▶ [What you need to do]: Look through the material below. Copy every line with the string "crate" in it.

── Available records ──

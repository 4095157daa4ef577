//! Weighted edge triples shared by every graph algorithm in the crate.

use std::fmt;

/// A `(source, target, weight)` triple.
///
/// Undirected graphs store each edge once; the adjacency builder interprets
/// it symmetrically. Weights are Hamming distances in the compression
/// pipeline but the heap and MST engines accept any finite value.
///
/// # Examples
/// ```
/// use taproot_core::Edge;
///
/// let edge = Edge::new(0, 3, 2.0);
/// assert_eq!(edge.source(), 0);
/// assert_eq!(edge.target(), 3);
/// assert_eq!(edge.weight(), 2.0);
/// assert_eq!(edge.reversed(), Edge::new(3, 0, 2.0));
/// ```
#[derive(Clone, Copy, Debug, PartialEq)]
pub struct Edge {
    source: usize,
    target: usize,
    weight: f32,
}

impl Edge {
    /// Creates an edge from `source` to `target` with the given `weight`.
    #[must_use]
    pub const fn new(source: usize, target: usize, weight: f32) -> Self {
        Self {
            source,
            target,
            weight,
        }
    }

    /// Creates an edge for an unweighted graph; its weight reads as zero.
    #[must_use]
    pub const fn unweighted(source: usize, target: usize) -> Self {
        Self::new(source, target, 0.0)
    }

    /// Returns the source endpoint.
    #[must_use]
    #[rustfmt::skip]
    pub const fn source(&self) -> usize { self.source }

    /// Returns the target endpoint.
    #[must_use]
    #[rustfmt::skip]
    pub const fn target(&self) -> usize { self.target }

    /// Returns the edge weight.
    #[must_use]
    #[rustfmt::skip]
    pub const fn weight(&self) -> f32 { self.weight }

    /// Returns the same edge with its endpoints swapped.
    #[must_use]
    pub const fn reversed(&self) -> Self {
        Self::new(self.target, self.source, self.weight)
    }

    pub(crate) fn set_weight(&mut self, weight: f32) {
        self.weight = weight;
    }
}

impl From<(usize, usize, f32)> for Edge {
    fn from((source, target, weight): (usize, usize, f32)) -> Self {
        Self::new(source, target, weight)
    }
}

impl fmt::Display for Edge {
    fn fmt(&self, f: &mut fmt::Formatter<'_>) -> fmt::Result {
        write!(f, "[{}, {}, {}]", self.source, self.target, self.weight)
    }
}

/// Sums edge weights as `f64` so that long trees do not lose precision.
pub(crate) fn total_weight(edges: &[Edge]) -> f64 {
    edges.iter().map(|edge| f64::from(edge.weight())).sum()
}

───

▶ [Answer area]:
//! Weighted edge triples shared by every graph algorithm in the crate.
    pub(crate) fn set_weight(&mut self, weight: f32) {
pub(crate) fn total_weight(edges: &[Edge]) -> f64 {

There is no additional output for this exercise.